Julia Lee might have some short-term reservations of where the stock market is heading but her outlook for stocks remains positive. She was quick to point out that even if the bond market is right, it can take 18 months or more for a recession to show up. And in that time, the US stock market has had big rises.

Percy Allan, the former NSW Treasury boss, told me on my Switzer Show podcast, that the stock market rise has averaged around 16% after the bond curve inverted in the USA. He also pointed out that even if the bond curve was on the money, there was time to remain long stocks and to make money out of them.

Percy founded a service called Market Timing Australia, which we now run. Market Timing has been supporting gold investments since May because the momentum of the gold market had been building until his monitoring indicators could ignore it no longer. However, despite the potential threat that the move towards gold suggests, his other indicators still give a ‘thumbs up’ to Australian shares.

Paul Rickard, who started his money life as a bond trader, accepts that the bond market has some predictive form but says it’s not in the infallible class.

He agrees with Dr Shane Oliver of AMP Capital, who says the bond curve warnings have a history of unreliability here in Australia. “The gap between the 10-year bond yield and the cash rate, which is the part of the yield curve that has been traditionally focused on in Australia, has given numerous false readings – most noticeably in the mid-1980s, in 2000, 2005 to 2008 and around 2012, that were not associated with recession in Australia,” he said. (AFR)

Joye, the Co-Chief Investment Officer at Coolabah Capital and a 24/7 bond player, is dismissive about the inverted bond curve and says it actually “is a notoriously poor predictor of future cash rate changes.”

Charlie Aitken has just returned from a Spanish holiday and laughed how a break from the day-to-day battle with the stock market often can produce turmoil but thinks the past few weeks have “provided a buying opportunity.”

He also thinks the Hang Seng Index in Hong Kong could soon be a money-making opportunity, after falling 12% since the protests. But he’s not moving that way yet. He referred to the advice from Lord Rothschild, who gave the stock market advice to “Buy when the cannons are firing and sell when the trumpets are blowing!”

Charlie is another one who’s not going to cash because of the bond market. Instead, he thinks the better investment bet is to buy good quality US companies, such as Caterpillar and John Deere, which currently are troubled by the trade war. A trade deal would be good for these companies and they might be a safer trade than punting on emerging markets.

Back to Joye and his controversial reference to local house prices. His 30-40% call was his worst case and least likely scenario. He saw that as possible in the context of a significant global recession, which he doesn’t see in his economic crystal ball.

Instead Joye, who called the more measured fall in house prices in 2017, now thinks they’ll rise as much as 10% over the next 12 months! He’s a guy who can overwhelm you with self-confidence and his reminding of his great calls but he does have good form on the board so he can’t be easily ignored.

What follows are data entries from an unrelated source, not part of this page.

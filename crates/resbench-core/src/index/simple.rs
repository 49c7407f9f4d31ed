use std::collections::BTreeMap;
use std::fs::{self, File};
use std::io::{Read, Write};
use std::path::{Path, PathBuf};
use std::thread;
use std::time::Duration;

use reqwest::blocking::{Client, Response};
use reqwest::header::{ACCEPT, CONTENT_TYPE};
use reqwest::StatusCode;
use serde::Deserialize;
use sha2::{Digest, Sha256};
use tempfile::NamedTempFile;
use tracing::{debug, warn};
use url::Url;

use super::{
    parse_filename, DistributionFile, DistributionKind, IndexError, PackageIndex, ParsedFilename,
};
use crate::config::NetworkConfig;

const USER_AGENT: &str = concat!("resbench/", env!("CARGO_PKG_VERSION"));
const SIMPLE_JSON: &str = "application/vnd.pypi.simple.v1+json";
const DEFAULT_BACKOFF: Duration = Duration::from_millis(250);

/// Blocking client for the JSON simple API (PEP 691), with downloads kept
/// under `<cache>/artifacts`.
#[derive(Debug, Clone)]
pub struct SimpleIndexClient {
    client: Client,
    base: Url,
    index_url: String,
    artifacts: PathBuf,
    attempts: u32,
    backoff: Duration,
}

impl SimpleIndexClient {
    pub fn new(cache_root: &Path, network: &NetworkConfig) -> Result<Self, IndexError> {
        let mut raw = network.index_url.clone();
        if !raw.ends_with('/') {
            raw.push('/');
        }
        let base = Url::parse(&raw)
            .map_err(|err| IndexError::Config(format!("`{}`: {err}", network.index_url)))?;
        let mut builder = Client::builder()
            .user_agent(USER_AGENT)
            .timeout(network.timeout);
        if !network.keep_proxies {
            builder = builder.no_proxy();
        }
        let client = builder
            .build()
            .map_err(|err| IndexError::Config(format!("failed to build http client: {err}")))?;
        Ok(Self {
            client,
            index_url: base.to_string(),
            base,
            artifacts: cache_root.join("artifacts"),
            attempts: network.retries.max(1),
            backoff: DEFAULT_BACKOFF,
        })
    }

    #[must_use]
    pub fn with_backoff(mut self, backoff: Duration) -> Self {
        self.backoff = backoff;
        self
    }

    fn with_retries<T>(
        &self,
        url: &str,
        mut op: impl FnMut() -> Result<T, IndexError>,
    ) -> Result<T, IndexError> {
        let mut attempt = 1;
        loop {
            match op() {
                Ok(value) => return Ok(value),
                Err(err) if err.is_retryable() && attempt < self.attempts => {
                    let delay = self.backoff.saturating_mul(1u32 << (attempt - 1).min(16));
                    warn!(
                        %url,
                        attempt,
                        error = %err,
                        delay_ms = delay.as_millis(),
                        "retrying index request"
                    );
                    thread::sleep(delay);
                    attempt += 1;
                }
                Err(err) => return Err(err),
            }
        }
    }

    fn get(&self, url: &Url, accept: Option<&str>) -> Result<Response, IndexError> {
        let mut request = self.client.get(url.clone());
        if let Some(accept) = accept {
            request = request.header(ACCEPT, accept);
        }
        request.send().map_err(|source| IndexError::Transport {
            url: url.to_string(),
            source,
        })
    }

    fn fetch_listing(&self, project: &str, url: &Url) -> Result<Vec<DistributionFile>, IndexError> {
        let response = self.get(url, Some(SIMPLE_JSON))?;
        let status = response.status();
        if status == StatusCode::NOT_FOUND {
            debug!(%project, "project not found on index");
            return Ok(Vec::new());
        }
        if !status.is_success() {
            return Err(IndexError::Status {
                url: url.to_string(),
                status: status.as_u16(),
            });
        }
        let content_type = response
            .headers()
            .get(CONTENT_TYPE)
            .and_then(|value| value.to_str().ok())
            .unwrap_or_default()
            .to_string();
        if content_type.starts_with("text/html") {
            return Err(IndexError::Decode {
                url: url.to_string(),
                reason: "index does not serve the JSON simple API".into(),
            });
        }
        let page: SimpleProject = response.json().map_err(|err| IndexError::Decode {
            url: url.to_string(),
            reason: err.to_string(),
        })?;
        Ok(collect_files(project, url, page))
    }

    fn artifact_path(&self, file: &DistributionFile) -> PathBuf {
        self.artifacts.join(&file.project).join(&file.filename)
    }

    fn download_once(&self, file: &DistributionFile, dest: &Path) -> Result<(), IndexError> {
        let url = Url::parse(&file.url).map_err(|err| IndexError::Decode {
            url: file.url.clone(),
            reason: err.to_string(),
        })?;
        let mut response = self.get(&url, None)?;
        let status = response.status();
        if !status.is_success() {
            return Err(IndexError::Status {
                url: file.url.clone(),
                status: status.as_u16(),
            });
        }
        let parent = dest.parent().unwrap_or_else(|| Path::new("."));
        let io_err = |source| IndexError::Io {
            path: dest.to_path_buf(),
            source,
        };
        fs::create_dir_all(parent).map_err(io_err)?;
        let mut tmp = NamedTempFile::new_in(parent).map_err(io_err)?;
        let mut hasher = Sha256::new();
        let mut buffer = [0u8; 64 * 1024];
        loop {
            let read = response.read(&mut buffer).map_err(io_err)?;
            if read == 0 {
                break;
            }
            hasher.update(&buffer[..read]);
            tmp.write_all(&buffer[..read]).map_err(io_err)?;
        }
        let actual = hex::encode(hasher.finalize());
        if let Some(expected) = file.sha256() {
            if !actual.eq_ignore_ascii_case(expected) {
                return Err(IndexError::HashMismatch {
                    filename: file.filename.clone(),
                    expected: expected.to_string(),
                    actual,
                });
            }
        }
        tmp.persist(dest).map_err(|err| io_err(err.error))?;
        Ok(())
    }
}

impl PackageIndex for SimpleIndexClient {
    fn index_url(&self) -> &str {
        &self.index_url
    }

    fn list_files(&self, project: &str) -> Result<Vec<DistributionFile>, IndexError> {
        let url = self
            .base
            .join(&format!("{project}/"))
            .map_err(|err| IndexError::Config(format!("project `{project}`: {err}")))?;
        debug!(%project, %url, "listing project files");
        self.with_retries(url.as_str(), || self.fetch_listing(project, &url))
    }

    fn download(&self, file: &DistributionFile) -> Result<PathBuf, IndexError> {
        let dest = self.artifact_path(file);
        if existing_is_valid(&dest, file.sha256()) {
            debug!(filename = %file.filename, "artifact cache hit");
            return Ok(dest);
        }
        debug!(filename = %file.filename, url = %file.url, "downloading artifact");
        self.with_retries(&file.url, || self.download_once(file, &dest))?;
        Ok(dest)
    }
}

#[derive(Debug, Deserialize)]
struct SimpleProject {
    #[serde(default)]
    files: Vec<SimpleFile>,
}

#[derive(Debug, Deserialize)]
struct SimpleFile {
    filename: String,
    url: String,
    #[serde(default)]
    hashes: BTreeMap<String, String>,
    #[serde(default, rename = "requires-python")]
    requires_python: Option<String>,
    #[serde(default)]
    yanked: Option<serde_json::Value>,
}

fn collect_files(project: &str, page_url: &Url, page: SimpleProject) -> Vec<DistributionFile> {
    let mut files = Vec::with_capacity(page.files.len());
    for entry in page.files {
        let Some(parsed) = parse_filename(project, &entry.filename) else {
            debug!(%project, filename = %entry.filename, "skipping unrecognized file");
            continue;
        };
        let url = match page_url.join(&entry.url) {
            Ok(url) => url.to_string(),
            Err(err) => {
                debug!(%project, filename = %entry.filename, %err, "skipping unresolvable url");
                continue;
            }
        };
        let yanked = match entry.yanked {
            Some(serde_json::Value::Bool(flag)) => flag,
            Some(serde_json::Value::String(_)) => true,
            _ => false,
        };
        let (version, kind) = match parsed {
            ParsedFilename::Wheel { version, tags } => (version, DistributionKind::Wheel { tags }),
            ParsedFilename::Sdist { version } => (version, DistributionKind::Sdist),
        };
        files.push(DistributionFile {
            project: project.to_string(),
            filename: entry.filename,
            url,
            hashes: entry.hashes,
            version,
            kind,
            requires_python: entry.requires_python.filter(|value| !value.trim().is_empty()),
            yanked,
        });
    }
    files
}

fn existing_is_valid(path: &Path, expected_sha: Option<&str>) -> bool {
    if !path.exists() {
        return false;
    }
    let Some(expected) = expected_sha else {
        return true;
    };
    match compute_sha256(path) {
        Ok(actual) if actual.eq_ignore_ascii_case(expected) => true,
        _ => {
            // Corrupt or stale artifact; fetch again.
            if let Err(err) = fs::remove_file(path) {
                debug!(path = %path.display(), %err, "failed to remove stale artifact");
            }
            false
        }
    }
}

fn compute_sha256(path: &Path) -> std::io::Result<String> {
    let mut file = File::open(path)?;
    let mut hasher = Sha256::new();
    let mut buf = [0u8; 32 * 1024];
    loop {
        let read = file.read(&mut buf)?;
        if read == 0 {
            break;
        }
        hasher.update(&buf[..read]);
    }
    Ok(hex::encode(hasher.finalize()))
}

I asked him if he’d take on John Adams in Round 2 of his debate on house prices, where he believes he “monstered” his rival. But he says he’d rather take on the godfather of the 40% house price prediction — Professor Steve Keen.

I’ll await Steve’s reaction and be happy to host a matching of their economic brains sometime soon, if we can arrange it.

Away from that, it’s comforting that serious market players aren’t turning tail and running from the stock market, despite the negative vibes from the bond market, stock market, China’s reaction to the Trump trade war, Hong Kong, Iran and Brexit-mired Britain. The chances of a black swan hiding amongst that lot can’t be totally ruled out!